Principal Component Analysis (PCA) was performed using OmicStudio [37] to explore variations in macrofungal community composition across three forest types. The data were standardized through z-score normalization to remove scale and magnitude differences and processed to find principal components explaining the variance.

To study the effects of climatic factors on macrofungi composition, the local weather conditions of Changbai Mountain Ancient Tree Park during the period from July to October 2019 to 2021 were obtained by querying the WheatA Agrometeorological big data system http://www.wheata.cn/ (accessed on 10 November 2021), which provides comprehensive climate data for the region.
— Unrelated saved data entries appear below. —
//! Subsystem assembly and process lifetime.

use std::net::SocketAddr;
use std::path::Path;
use std::sync::Arc;

use anyhow::Context;
use kube::Client;
use kube::config::{Config, KubeConfigOptions, Kubeconfig};
use proxless_core::{supervise, wait_for_shutdown};
use proxless_discovery::{FileDiscovery, ServiceInformer};
use proxless_pubsub::{RedisConfig, RedisPubSub, StateReplicator};
use proxless_proxy::{HttpForwarder, RequestRouter, serve_listener};
use proxless_scale::{ClusterScaler, DeploymentScaler, FakeCluster, ScaleController};
use proxless_state::RouteIndex;
use tokio::net::TcpListener;
use tokio::sync::watch;
use tracing::{error, info, warn};

use crate::cli::{Cli, ClusterBackend};

pub async fn run(cli: Cli) -> anyhow::Result<()> {
    info!("proxless daemon starting");

    // ── Route index ────────────────────────────────────────────

    let defaults = cli.route_defaults();
    let index = match &cli.redis_url {
        Some(url) => {
            let pubsub = RedisPubSub::start(RedisConfig::new(url.as_str()))
                .context("invalid --redis-url")?;
            info!(addr = %pubsub.addr(), "route state replicated through redis");
            let replicator = StateReplicator::new(Arc::new(pubsub));
            RouteIndex::replicated(defaults, Arc::new(replicator))
        }
        None => RouteIndex::with_defaults(defaults),
    };
    info!(
        ttl_secs = defaults.ttl_seconds,
        readiness_timeout_secs = defaults.readiness_timeout_seconds,
        "route index initialized"
    );

    // ── Scaling ────────────────────────────────────────────────

    let cluster_client = match cli.cluster {
        ClusterBackend::Kubernetes => Some(kube_client(cli.kubeconfig.as_deref()).await?),
        ClusterBackend::Noop => None,
    };
    let cluster: Arc<dyn ClusterScaler> = match &cluster_client {
        Some(client) => Arc::new(DeploymentScaler::new(
            client.clone(),
            cli.deployment_scaler_config(),
        )),
        None => {
            warn!("cluster backend is noop; deployments are never scaled");
            Arc::new(FakeCluster::new())
        }
    };
    let controller = Arc::new(ScaleController::new(
        index.clone(),
        cluster,
        cli.scale_config(),
    ));

    // ── Shutdown signal ────────────────────────────────────────

    let (shutdown_tx, shutdown_rx) = watch::channel(false);

    // ── Background tasks ───────────────────────────────────────

    let sweep_handle = {
        let controller = controller.clone();
        let rx = shutdown_rx.clone();
        let interval = cli.check_interval();
        tokio::spawn(supervise("idle-sweep", shutdown_rx.clone(), move || {
            let controller = controller.clone();
            let rx = rx.clone();
            async move { controller.run_idle_sweep(interval, rx).await }
        }))
    };

    let discovery_handle = cli.routes_file.as_ref().map(|path| {
        let discovery = Arc::new(FileDiscovery::new(path, Arc::new(index.clone())));
        let rx = shutdown_rx.clone();
        let interval = cli.routes_reload_interval();
        tokio::spawn(supervise("file-discovery", shutdown_rx.clone(), move || {
            let discovery = discovery.clone();
            let rx = rx.clone();
            async move { discovery.run(interval, rx).await }
        }))
    });

    let informer_handle = cluster_client.map(|client| {
        let informer = Arc::new(ServiceInformer::new(
            client,
            cli.namespace.as_deref(),
            Arc::new(index.clone()),
        ));
        let rx = shutdown_rx.clone();
        tokio::spawn(supervise("service-discovery", shutdown_rx.clone(), move || {
            let informer = informer.clone();
            let rx = rx.clone();
            async move { informer.run(rx).await }
        }))
    });

    // ── API server ─────────────────────────────────────────────

    let api_handle = if cli.api_port == 0 {
        info!("admin API disabled");
        None
    } else {
        let addr = SocketAddr::from(([0, 0, 0, 0], cli.api_port));
        let listener = TcpListener::bind(addr)
            .await
            .with_context(|| format!("failed to bind admin API on {addr}"))?;
        info!(%addr, "admin API listening");

        let mut rx = shutdown_rx.clone();
        let server = axum::serve(listener, proxless_api::build_router(index.clone()))
            .with_graceful_shutdown(async move { wait_for_shutdown(&mut rx).await });
        Some(tokio::spawn(async move {
            if let Err(e) = server.await {
                error!(error = %e, "admin API server error");
            }
        }))
    };

    // ── Proxy ──────────────────────────────────────────────────

    let router = Arc::new(RequestRouter::new(
        index,
        controller,
        Arc::new(HttpForwarder::new(cli.forwarder_config())),
        cli.router_config(),
    ));
    let addr = SocketAddr::from(([0, 0, 0, 0], cli.port));
    let listener = TcpListener::bind(addr)
        .await
        .with_context(|| format!("failed to bind proxy on {addr}"))?;
    let mut proxy_handle = tokio::spawn(serve_listener(listener, router, shutdown_rx.clone()));

    let outcome = tokio::select! {
        signal = shutdown_signal() => {
            signal?;
            info!("shutdown signal received");
            Ok(())
        }
        result = &mut proxy_handle => match result {
            Ok(Ok(())) => Err(anyhow::anyhow!("proxy server stopped unexpectedly")),
            Ok(Err(e)) => Err(e.context("proxy server failed")),
            Err(e) => Err(anyhow::anyhow!("proxy server task failed: {e}")),
        },
    };

    let _ = shutdown_tx.send(true);

    if !proxy_handle.is_finished() {
        let _ = proxy_handle.await;
    }
    let _ = sweep_handle.await;
    if let Some(handle) = informer_handle {
        let _ = handle.await;
    }
    if let Some(handle) = discovery_handle {
        let _ = handle.await;
    }
    if let Some(handle) = api_handle {
        let _ = handle.await;
    }

    info!("proxless daemon stopped");
    outcome
}

/// Client from `kubeconfig` when given, otherwise the in-cluster or
/// default configuration.
async fn kube_client(kubeconfig: Option<&Path>) -> anyhow::Result<Client> {
    let config = match kubeconfig {
        Some(path) => {
            let kubeconfig = Kubeconfig::read_from(path)
                .with_context(|| format!("failed to read kubeconfig {}", path.display()))?;
            Config::from_custom_kubeconfig(kubeconfig, &KubeConfigOptions::default())
                .await
                .context("invalid kubeconfig")?
        }
        None => Config::infer()
            .await
            .context("no kubernetes configuration found")?,
    };
    info!(cluster_url = %config.cluster_url, "kubernetes client configured");
    Client::try_from(config).context("failed to create kubernetes client")
}

/// Ctrl-C, or SIGTERM on unix.
async fn shutdown_signal() -> anyhow::Result<()> {
    #[cfg(unix)]
    {
        use tokio::signal::unix::{SignalKind, signal};

        let mut term = signal(SignalKind::terminate()).context("failed to install SIGTERM handler")?;
        tokio::select! {
            result = tokio::signal::ctrl_c() => result.context("failed to listen for Ctrl-C"),
            _ = term.recv() => Ok(()),
        }
    }

    #[cfg(not(unix))]
    {
        tokio::signal::ctrl_c()
            .await
            .context("failed to listen for Ctrl-C")
    }
}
Spearman correlation analysis was used to examine the relationships between the absolute abundance of macrofungal sporocarps and the selected abiotic factors (p-values, two-tailed; confidence intervals, 95%) using OmicStudio tools.

The functional prediction of macrofungi was performed using the FUNGuild database http://www.stbates.org/guilds/app.php (accessed on 26 March 2022) [38]. Through this analysis, we identified various ecological functions fulfilled by macrofungi, including ectomycorrhizal fungi, soil saprotrophs, wood-decaying fungi, litter saprotrophs, dung saprotrophs, and entomogenous fungi. Table S1 presents a comprehensive reference to the identified genera and their associated ecological functions, and a detailed list of the identified genera and their corresponding ecological functions.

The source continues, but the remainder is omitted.